DATA START

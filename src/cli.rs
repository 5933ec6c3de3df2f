//! CLI argument parsing for peptrend

use crate::query::ResultQuery;
use crate::route::RouteParams;
use anyhow::Result;
use chrono::NaiveDate;
use clap::{Args, Parser, Subcommand};
use std::path::PathBuf;

#[derive(Parser, Debug)]
#[command(name = "peptrend")]
#[command(version)]
#[command(about = "Pass/fail trend series with rolling variance bands for peptest results", long_about = None)]
pub struct Cli {
    /// Enable debug tracing output to stderr
    #[arg(long)]
    pub debug: bool,

    /// Plot configuration file (TOML)
    #[arg(short = 'c', long = "config", value_name = "FILE", global = true)]
    pub config: Option<PathBuf>,

    #[command(subcommand)]
    pub command: Command,
}

#[derive(Subcommand, Debug)]
pub enum Command {
    /// Build chart series from result records (JSON array)
    Plot(PlotArgs),
    /// Extract result records from peptest logs
    ParseLog(ParseLogArgs),
}

#[derive(Args, Debug)]
pub struct PlotArgs {
    /// Result records as a JSON array ("-" reads stdin)
    #[arg(short, long, value_name = "FILE", default_value = "-")]
    pub input: String,

    /// Sliding band window in days (0 = whole range; overrides config)
    #[arg(short, long = "window", value_name = "DAYS")]
    pub window_days: Option<u32>,

    /// Dashboard permalink selecting branch/platform/test/dates (e.g. #/try/linux/test_a)
    #[arg(long, value_name = "HASH")]
    pub route: Option<String>,

    /// Only results from this branch (repeatable)
    #[arg(long = "branch", value_name = "NAME")]
    pub branches: Vec<String>,

    /// Only results from this platform (repeatable)
    #[arg(long = "platform", value_name = "NAME")]
    pub platforms: Vec<String>,

    /// Only results of this test (repeatable)
    #[arg(long = "test", value_name = "NAME")]
    pub tests: Vec<String>,

    /// First build day to include (YYYY-MM-DD)
    #[arg(long, value_name = "DATE")]
    pub start: Option<String>,

    /// Last build day to include (YYYY-MM-DD)
    #[arg(long, value_name = "DATE")]
    pub end: Option<String>,

    /// Date that open-ended ranges are resolved against (defaults to today, UTC)
    #[arg(long, value_name = "DATE", hide = true)]
    pub today: Option<String>,

    /// Average repeated runs of the same revision before plotting
    #[arg(long)]
    pub aggregate: bool,

    /// Discard records whose build date does not parse instead of sorting them last
    #[arg(long = "drop-invalid")]
    pub drop_invalid: bool,
}

impl PlotArgs {
    /// Record selection requested on the command line, `None` for everything
    ///
    /// Dates only restrict the selection when a route, `--start` or `--end`
    /// is given.
    pub fn query(&self, today: NaiveDate, default_period_days: u32) -> Result<Option<ResultQuery>> {
        let mut route = match &self.route {
            Some(hash) => RouteParams::parse(hash)?,
            None => RouteParams::default(),
        };
        if let Some(start) = &self.start {
            route.start_date = Some(start.clone());
        }
        if let Some(end) = &self.end {
            route.end_date = Some(end.clone());
        }

        let dated = self.route.is_some() || route.start_date.is_some() || route.end_date.is_some();
        let mut query = if dated {
            ResultQuery::from_route(&route, today, default_period_days)?
        } else {
            ResultQuery::default()
        };

        query.branches.extend(self.branches.iter().cloned());
        query.platforms.extend(self.platforms.iter().cloned());
        query.tests.extend(self.tests.iter().cloned());

        if query == ResultQuery::default() {
            Ok(None)
        } else {
            Ok(Some(query))
        }
    }
}

#[derive(Args, Debug)]
pub struct ParseLogArgs {
    /// Log files named <branch>_<platform>_test...
    #[arg(required = true, value_name = "LOG")]
    pub logs: Vec<PathBuf>,

    /// Build id (YYYYMMDDHHMMSS) to use instead of the one in the log
    #[arg(long = "build-id", value_name = "ID")]
    pub build_id: Option<String>,

    /// Revision tested by the build
    #[arg(long, value_name = "REV")]
    pub revision: Option<String>,
}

DATA END

* _EXERCISE INSTRUCTIONS_:
Every line above that holds the word "extend" should be copied out.

* _TASK SOLUTION_:
        query.branches.extend(self.branches.iter().cloned());
        query.platforms.extend(self.platforms.iter().cloned());
        query.tests.extend(self.tests.iter().cloned());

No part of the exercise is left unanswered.